__WHAT NEEDS TO BE DONE__:
Check each line of the material below for "ArticleMeta" and copy those where it appears.

__INPUT__:
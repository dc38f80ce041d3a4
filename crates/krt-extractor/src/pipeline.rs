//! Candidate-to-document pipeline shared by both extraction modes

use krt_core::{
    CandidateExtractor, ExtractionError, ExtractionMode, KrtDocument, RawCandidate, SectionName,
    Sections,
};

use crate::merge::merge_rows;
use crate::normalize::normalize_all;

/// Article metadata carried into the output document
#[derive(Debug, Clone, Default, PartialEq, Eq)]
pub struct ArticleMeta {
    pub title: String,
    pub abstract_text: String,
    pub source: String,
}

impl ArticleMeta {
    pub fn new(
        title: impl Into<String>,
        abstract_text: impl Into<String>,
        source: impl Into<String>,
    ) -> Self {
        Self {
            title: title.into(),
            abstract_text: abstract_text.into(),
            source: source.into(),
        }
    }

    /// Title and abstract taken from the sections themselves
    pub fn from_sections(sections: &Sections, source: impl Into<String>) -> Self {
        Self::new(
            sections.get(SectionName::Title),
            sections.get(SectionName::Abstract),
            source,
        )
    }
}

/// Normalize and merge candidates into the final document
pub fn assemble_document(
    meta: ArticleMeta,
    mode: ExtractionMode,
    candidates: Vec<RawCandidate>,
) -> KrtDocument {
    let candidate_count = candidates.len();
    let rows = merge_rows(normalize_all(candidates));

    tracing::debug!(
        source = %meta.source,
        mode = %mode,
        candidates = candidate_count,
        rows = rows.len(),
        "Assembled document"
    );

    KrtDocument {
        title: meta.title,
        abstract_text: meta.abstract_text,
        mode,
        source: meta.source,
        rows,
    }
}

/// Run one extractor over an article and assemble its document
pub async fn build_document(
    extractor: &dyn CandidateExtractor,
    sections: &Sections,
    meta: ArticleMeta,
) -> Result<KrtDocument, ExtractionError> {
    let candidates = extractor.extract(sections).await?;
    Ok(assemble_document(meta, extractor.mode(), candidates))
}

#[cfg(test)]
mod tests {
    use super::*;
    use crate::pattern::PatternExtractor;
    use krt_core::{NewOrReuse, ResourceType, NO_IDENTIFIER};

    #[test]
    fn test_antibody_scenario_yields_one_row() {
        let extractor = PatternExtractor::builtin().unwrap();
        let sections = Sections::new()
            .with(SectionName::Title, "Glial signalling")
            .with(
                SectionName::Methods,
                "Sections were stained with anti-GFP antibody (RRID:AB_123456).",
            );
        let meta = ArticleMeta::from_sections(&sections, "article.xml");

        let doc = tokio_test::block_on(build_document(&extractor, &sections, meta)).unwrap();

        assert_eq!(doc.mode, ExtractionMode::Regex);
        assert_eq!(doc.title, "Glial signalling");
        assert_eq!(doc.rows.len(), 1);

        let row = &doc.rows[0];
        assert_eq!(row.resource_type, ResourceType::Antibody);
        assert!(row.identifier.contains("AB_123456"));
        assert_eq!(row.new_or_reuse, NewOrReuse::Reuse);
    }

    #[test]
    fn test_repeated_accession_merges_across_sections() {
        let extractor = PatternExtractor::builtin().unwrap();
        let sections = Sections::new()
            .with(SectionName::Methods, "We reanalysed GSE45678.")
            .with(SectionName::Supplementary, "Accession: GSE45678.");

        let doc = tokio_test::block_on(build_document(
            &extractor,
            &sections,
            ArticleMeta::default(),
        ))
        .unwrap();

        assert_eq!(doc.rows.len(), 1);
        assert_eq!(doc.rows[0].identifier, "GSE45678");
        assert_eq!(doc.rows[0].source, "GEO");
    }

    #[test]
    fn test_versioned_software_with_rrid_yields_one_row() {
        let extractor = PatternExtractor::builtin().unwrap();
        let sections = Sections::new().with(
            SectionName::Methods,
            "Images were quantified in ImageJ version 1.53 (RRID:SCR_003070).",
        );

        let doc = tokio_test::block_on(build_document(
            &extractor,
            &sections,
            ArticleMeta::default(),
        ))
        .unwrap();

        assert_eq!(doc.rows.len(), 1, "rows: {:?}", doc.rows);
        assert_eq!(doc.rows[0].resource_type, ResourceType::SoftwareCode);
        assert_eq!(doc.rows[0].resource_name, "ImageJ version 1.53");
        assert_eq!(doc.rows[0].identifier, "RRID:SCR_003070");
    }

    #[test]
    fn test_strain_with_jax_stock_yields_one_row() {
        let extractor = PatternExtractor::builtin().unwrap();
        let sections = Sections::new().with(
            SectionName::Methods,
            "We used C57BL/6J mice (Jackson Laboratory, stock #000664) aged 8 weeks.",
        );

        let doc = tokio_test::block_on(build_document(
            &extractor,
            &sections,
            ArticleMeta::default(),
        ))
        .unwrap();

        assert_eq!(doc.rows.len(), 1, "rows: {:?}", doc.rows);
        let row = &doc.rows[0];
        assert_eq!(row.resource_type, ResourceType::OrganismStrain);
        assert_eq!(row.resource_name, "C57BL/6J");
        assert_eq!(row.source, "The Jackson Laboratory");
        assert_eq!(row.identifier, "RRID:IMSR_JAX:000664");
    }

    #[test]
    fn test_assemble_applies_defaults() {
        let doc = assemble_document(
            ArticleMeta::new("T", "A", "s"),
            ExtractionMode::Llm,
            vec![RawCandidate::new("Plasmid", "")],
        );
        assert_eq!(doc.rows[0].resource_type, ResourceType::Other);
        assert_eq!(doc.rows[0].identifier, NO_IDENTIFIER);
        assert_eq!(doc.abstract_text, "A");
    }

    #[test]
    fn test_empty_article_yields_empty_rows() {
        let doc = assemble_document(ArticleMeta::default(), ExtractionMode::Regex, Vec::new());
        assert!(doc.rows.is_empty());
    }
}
---
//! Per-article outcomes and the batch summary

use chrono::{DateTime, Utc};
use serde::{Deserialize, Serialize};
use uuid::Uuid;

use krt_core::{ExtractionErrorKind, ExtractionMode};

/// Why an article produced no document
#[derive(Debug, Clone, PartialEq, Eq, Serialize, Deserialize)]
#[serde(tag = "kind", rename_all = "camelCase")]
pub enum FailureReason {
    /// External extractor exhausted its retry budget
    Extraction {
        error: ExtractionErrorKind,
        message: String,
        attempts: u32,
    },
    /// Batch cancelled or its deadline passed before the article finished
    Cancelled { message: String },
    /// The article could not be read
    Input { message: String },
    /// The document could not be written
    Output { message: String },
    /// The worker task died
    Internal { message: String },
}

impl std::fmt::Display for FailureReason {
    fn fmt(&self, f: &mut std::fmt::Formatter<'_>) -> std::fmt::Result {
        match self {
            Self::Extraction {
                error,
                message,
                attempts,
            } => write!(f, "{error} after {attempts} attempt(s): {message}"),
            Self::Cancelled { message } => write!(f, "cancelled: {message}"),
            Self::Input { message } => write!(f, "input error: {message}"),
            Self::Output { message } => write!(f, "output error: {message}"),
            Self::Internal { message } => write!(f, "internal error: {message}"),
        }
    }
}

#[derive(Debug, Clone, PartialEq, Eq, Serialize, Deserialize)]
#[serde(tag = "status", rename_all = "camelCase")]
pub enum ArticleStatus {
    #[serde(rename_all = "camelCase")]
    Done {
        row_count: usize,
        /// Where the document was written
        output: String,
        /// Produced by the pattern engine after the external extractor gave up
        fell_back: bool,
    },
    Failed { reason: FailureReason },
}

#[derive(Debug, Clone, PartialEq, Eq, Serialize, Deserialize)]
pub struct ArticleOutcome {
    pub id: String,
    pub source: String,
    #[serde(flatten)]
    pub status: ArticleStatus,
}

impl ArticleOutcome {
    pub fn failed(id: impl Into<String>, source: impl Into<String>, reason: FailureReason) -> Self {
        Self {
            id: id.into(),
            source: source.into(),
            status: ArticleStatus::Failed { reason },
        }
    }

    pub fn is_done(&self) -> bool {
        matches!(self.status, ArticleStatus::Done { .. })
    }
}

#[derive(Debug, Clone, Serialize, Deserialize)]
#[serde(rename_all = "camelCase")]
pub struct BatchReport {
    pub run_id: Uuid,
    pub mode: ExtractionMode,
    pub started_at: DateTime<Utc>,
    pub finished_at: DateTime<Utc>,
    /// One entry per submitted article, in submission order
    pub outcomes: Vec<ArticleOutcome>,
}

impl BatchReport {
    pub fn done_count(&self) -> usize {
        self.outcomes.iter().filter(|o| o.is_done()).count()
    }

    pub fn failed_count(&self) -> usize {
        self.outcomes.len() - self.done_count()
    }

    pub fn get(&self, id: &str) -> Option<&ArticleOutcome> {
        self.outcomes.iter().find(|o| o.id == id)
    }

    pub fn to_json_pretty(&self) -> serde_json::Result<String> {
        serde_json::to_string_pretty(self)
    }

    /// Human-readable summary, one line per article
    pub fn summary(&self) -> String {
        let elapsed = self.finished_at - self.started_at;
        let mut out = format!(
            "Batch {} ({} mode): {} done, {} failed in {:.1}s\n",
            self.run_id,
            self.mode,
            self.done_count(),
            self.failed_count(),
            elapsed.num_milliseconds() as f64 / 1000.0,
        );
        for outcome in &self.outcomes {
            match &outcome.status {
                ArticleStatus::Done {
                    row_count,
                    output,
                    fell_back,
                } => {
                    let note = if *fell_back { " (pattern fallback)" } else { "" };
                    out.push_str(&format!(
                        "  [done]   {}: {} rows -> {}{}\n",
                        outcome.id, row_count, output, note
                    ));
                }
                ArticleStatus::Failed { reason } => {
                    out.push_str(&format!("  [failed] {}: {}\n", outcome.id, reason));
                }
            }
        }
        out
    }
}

__RESULT OF THIS EXERCISE__:
pub struct ArticleMeta {
impl ArticleMeta {
    meta: ArticleMeta,
    meta: ArticleMeta,
        let meta = ArticleMeta::from_sections(&sections, "article.xml");
            ArticleMeta::default(),
            ArticleMeta::default(),
            ArticleMeta::default(),
            ArticleMeta::new("T", "A", "s"),
        let doc = assemble_document(ArticleMeta::default(), ExtractionMode::Regex, Vec::new());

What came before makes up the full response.